Environmental/off‐the‐job stresses were increasingly noted as elements of industrial hygiene. There was increased acknowledgment that workers may encounter a host of health risks outside of places of work. Lifestyle stresses were increasingly recognized as having the potential for a profound influence on health. As noted previously in Section 2.4, Doll showed the correlation between lung cancer and cigarette smoking. In addition to the primary cause of lung cancer from the smoking of cigarettes, stresses from other activities may have additive, accumulative, and synergistic actions, or may exert superimposed responses on the effects of other exposures arising in places of work. Recognition that these off‐the‐job agents could be causes of respiratory, cardiovascular, renal, or other diseases, and that they may create grave health problems in individuals over and above any effects of exposures encountered in workplaces continued to evolve.
The original authors of this chapter noted that a thought‐provoking concept on associations between environmental stresses and health decrements was developed by Professor Theodore Hatch and put forward in the 1960s. His concept examined associations between stresses and the human body's adjustments, compensations, and finally breakdown and failure, in response to them (45). The concept was considered particularly useful at the time in understanding the effects of multiple risk factors of both occupational and nonoccupational origin.

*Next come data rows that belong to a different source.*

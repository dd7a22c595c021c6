//! Lexical Index - 단어 분할 + FTS5 BM25 키워드 검색
//!
//! 문서마다 분할/중복 제거한 토큰 집합을 인메모리 SQLite FTS5 테이블에 적재하고
//! `bm25()`로 순위를 매깁니다. 프로세스마다 레코드 저장소에서 다시 빌드합니다.
//!
//! ref: https://www.sqlite.org/fts5.html#the_bm25_function

use std::sync::{Mutex, MutexGuard};

use anyhow::Context;
use async_trait::async_trait;
use rusqlite::{params, Connection};

use crate::error::{Error, Result, RetrieverKind};

use super::projector::Document;
use super::retriever::{RankedResult, Retriever};
use super::segmenter::{default_segmenter, tokenize, Segmenter};

/// 키워드 검색기
///
/// rowid = 원본 문서 순서 + 1
pub struct LexicalIndex {
    conn: Mutex<Connection>,
    documents: Vec<Document>,
    segmenter: Box<dyn Segmenter>,
}

impl LexicalIndex {
    /// 기본 분할기로 빌드
    pub fn build(documents: Vec<Document>) -> Result<Self> {
        Self::with_segmenter(documents, default_segmenter())
    }

    /// 분할기를 지정하여 빌드
    pub fn with_segmenter(documents: Vec<Document>, segmenter: Box<dyn Segmenter>) -> Result<Self> {
        Self::create(&documents, segmenter.as_ref())
            .map(|conn| Self {
                conn: Mutex::new(conn),
                documents,
                segmenter,
            })
            .map_err(|e| Error::index_unavailable(RetrieverKind::Lexical, e))
    }

    fn create(documents: &[Document], segmenter: &dyn Segmenter) -> anyhow::Result<Connection> {
        let mut conn = Connection::open_in_memory().context("Failed to open in-memory SQLite")?;

        // 토큰은 이미 분할되어 있으므로 unicode61은 공백 분리 + 소문자화만 담당
        conn.execute(
            "CREATE VIRTUAL TABLE lexical USING fts5(
                tokens,
                tokenize = 'unicode61 remove_diacritics 0'
            )",
            [],
        )
        .context("Failed to create FTS5 table (FTS5 not available?)")?;

        let tx = conn.transaction()?;
        {
            let mut stmt = tx.prepare("INSERT INTO lexical(rowid, tokens) VALUES (?1, ?2)")?;
            for (i, doc) in documents.iter().enumerate() {
                let tokens = tokenize(segmenter, &doc.content).join(" ");
                stmt.execute(params![i as i64 + 1, tokens])
                    .with_context(|| format!("Failed to index document {}", doc.record_id))?;
            }
        }
        tx.commit()?;

        tracing::info!(
            "Built lexical index: {} documents (segmenter: {})",
            documents.len(),
            segmenter.name()
        );

        Ok(conn)
    }

    /// 인덱스된 문서 수
    pub fn len(&self) -> usize {
        self.documents.len()
    }

    /// 빈 인덱스 여부
    pub fn is_empty(&self) -> bool {
        self.documents.is_empty()
    }

    fn lock(&self) -> Result<MutexGuard<'_, Connection>> {
        self.conn.lock().map_err(|e| {
            Error::index_unavailable(RetrieverKind::Lexical, anyhow::anyhow!("Lock error: {}", e))
        })
    }

    /// BM25 키워드 검색
    ///
    /// 동점은 원본 문서 순서로 정렬합니다. 인덱스를 변경하지 않습니다.
    pub fn query(&self, text: &str, k: usize) -> Result<Vec<RankedResult>> {
        let tokens = tokenize(self.segmenter.as_ref(), text);
        if tokens.is_empty() || k == 0 {
            return Ok(vec![]);
        }

        let match_expr = build_match_expr(&tokens);
        let conn = self.lock()?;

        let hits = Self::search(&conn, &match_expr, k)
            .map_err(|e| Error::index_unavailable(RetrieverKind::Lexical, e))?;

        let mut results = Vec::with_capacity(hits.len());
        for (rowid, bm25) in hits {
            let document = usize::try_from(rowid - 1)
                .ok()
                .and_then(|i| self.documents.get(i))
                .ok_or_else(|| {
                    Error::index_unavailable(
                        RetrieverKind::Lexical,
                        anyhow::anyhow!("FTS5 returned unknown rowid {}", rowid),
                    )
                })?;

            results.push(RankedResult {
                document: document.clone(),
                // FTS5 bm25()는 음수 (작을수록 좋음)
                score: -bm25 as f32,
                source: RetrieverKind::Lexical,
            });
        }

        tracing::debug!("Lexical query matched {} documents", results.len());
        Ok(results)
    }

    fn search(conn: &Connection, match_expr: &str, k: usize) -> anyhow::Result<Vec<(i64, f64)>> {
        let mut stmt = conn.prepare_cached(
            "SELECT rowid, bm25(lexical) FROM lexical
             WHERE lexical MATCH ?1
             ORDER BY bm25(lexical), rowid
             LIMIT ?2",
        )?;

        let hits = stmt
            .query_map(params![match_expr, k as i64], |row| {
                Ok((row.get::<_, i64>(0)?, row.get::<_, f64>(1)?))
            })?
            .collect::<rusqlite::Result<Vec<_>>>()
            .context("Failed to execute FTS5 query")?;

        Ok(hits)
    }
}

#[async_trait]
impl Retriever for LexicalIndex {
    async fn retrieve(&self, query: &str, k: usize) -> Result<Vec<RankedResult>> {
        self.query(query, k)
    }

    fn kind(&self) -> RetrieverKind {
        RetrieverKind::Lexical
    }
}

/// 토큰 OR 매치식 생성 (각 토큰은 따옴표로 감쌈)
///
/// source: https://www.sqlite.org/fts5.html#full_text_query_syntax
fn build_match_expr(tokens: &[String]) -> String {
    tokens
        .iter()
        .map(|t| format!("\"{}\"", t.replace('"', "\"\"")))
        .collect::<Vec<_>>()
        .join(" OR ")
}

// ============================================================================
// Tests
// ============================================================================

#[cfg(test)]
mod tests {
    use super::*;

    fn doc(record_id: i64, content: &str) -> Document {
        Document {
            record_id,
            content: content.to_string(),
        }
    }

    fn corpus() -> Vec<Document> {
        vec![
            doc(1, "Name: Glenlivet 12\nRegion: Speyside\nNose: apple, honey, floral"),
            doc(2, "Name: Laphroaig 10\nRegion: Islay\nNose: peaty, medicinal, smoke"),
            doc(3, "Name: Macallan 12\nRegion: Speyside\nNose: sherry, dried fruit"),
            doc(4, "Name: 白州 12年\nRegion: 山梨\nNose: スモーキー, 青りんご"),
        ]
    }

    #[test]
    fn test_exact_term_match() {
        let index = LexicalIndex::build(corpus()).unwrap();
        assert_eq!(index.len(), 4);

        let results = index.query("something peaty please", 5).unwrap();
        assert_eq!(results.len(), 1);
        assert_eq!(results[0].document.record_id, 2);
        assert_eq!(results[0].source, RetrieverKind::Lexical);
        assert!(results[0].score > 0.0);
    }

    #[test]
    fn test_ranking_prefers_more_matching_terms() {
        let index = LexicalIndex::build(corpus()).unwrap();

        let results = index.query("speyside sherry", 5).unwrap();
        let ids: Vec<i64> = results.iter().map(|r| r.document.record_id).collect();
        assert_eq!(ids, vec![3, 1]);
    }

    #[test]
    fn test_ties_broken_by_document_order() {
        let docs = vec![doc(10, "islay malt"), doc(20, "islay malt"), doc(30, "islay malt")];
        let index = LexicalIndex::build(docs).unwrap();

        let ids: Vec<i64> = index
            .query("islay", 3)
            .unwrap()
            .iter()
            .map(|r| r.document.record_id)
            .collect();
        assert_eq!(ids, vec![10, 20, 30]);
    }

    #[test]
    fn test_japanese_query() {
        let index = LexicalIndex::build(corpus()).unwrap();

        let results = index.query("スモーキーなウイスキー", 5).unwrap();
        assert_eq!(results.len(), 1);
        assert_eq!(results[0].document.record_id, 4);
    }

    #[test]
    fn test_word_inside_compound_matches() {
        let docs = vec![
            doc(1, "Name: Yamazaki 12\nDistillery: 山崎蒸留所"),
            doc(2, "Name: Hakushu 12\nDistillery: 白州蒸留所\nPalate: すっきりした味わい"),
        ];
        let index = LexicalIndex::build(docs).unwrap();

        let results = index.query("白州", 5).unwrap();
        assert_eq!(results.len(), 1);
        assert_eq!(results[0].document.record_id, 2);

        let results = index.query("すっきり", 5).unwrap();
        assert_eq!(results.len(), 1);
        assert_eq!(results[0].document.record_id, 2);
    }

    #[test]
    fn test_query_deterministic() {
        let index = LexicalIndex::build(corpus()).unwrap();

        let first = index.query("speyside 12 smoke", 3).unwrap();
        let second = index.query("speyside 12 smoke", 3).unwrap();
        assert_eq!(first, second);
        assert!(first.len() <= 3);
    }

    #[test]
    fn test_empty_query_and_k() {
        let index = LexicalIndex::build(corpus()).unwrap();
        assert!(index.query("", 5).unwrap().is_empty());
        assert!(index.query("!!!", 5).unwrap().is_empty());
        assert!(index.query("islay", 0).unwrap().is_empty());
        assert!(index.query("bourbon", 5).unwrap().is_empty());
    }

    #[test]
    fn test_empty_corpus() {
        let index = LexicalIndex::build(vec![]).unwrap();
        assert!(index.is_empty());
        assert!(index.query("peat", 5).unwrap().is_empty());
    }

    #[test]
    fn test_build_match_expr() {
        let tokens = vec!["peat".to_string(), "smoke".to_string()];
        assert_eq!(build_match_expr(&tokens), "\"peat\" OR \"smoke\"");
    }

    #[tokio::test]
    async fn test_retriever_trait() {
        let index = LexicalIndex::build(corpus()).unwrap();
        let retriever: &dyn Retriever = &index;

        assert_eq!(retriever.kind(), RetrieverKind::Lexical);
        let results = retriever.retrieve("islay", 2).await.unwrap();
        assert_eq!(results[0].document.record_id, 2);
    }
}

Determination of the effect of lower levels of exposure to a specific agent on the health of workers over a working lifetime, such as from nonoccupational sources, was and continues to be more difficult. Often this is done through extrapolation of other analogous data or by utilization of current retrospective exposure assessment techniques to estimate past exposures. In the lower range of the dose–response region, the incidence of disease from exposure to an agent may be so low that it approaches the level for that disease in the community outside the industry under study. This is thought to result in part from confounding exposures of the general population to risk factors such as smoking, alcohol consumption, drug use, hobby activities, community, and in‐house pollution. These incidental stresses may be similar in magnitude to those on the job, or may be additive, accumulative, or synergistic with stress from on‐the‐job exposures. For various reasons, often including limited study population size, even well‐controlled studies may not be sensitive enough to give sufficient data, which might be reliably extrapolated to the lowest dose–response region for lifetime exposures.
By the end of the 1960s, the profession was still small with 647 CIHs certified by the ABIH.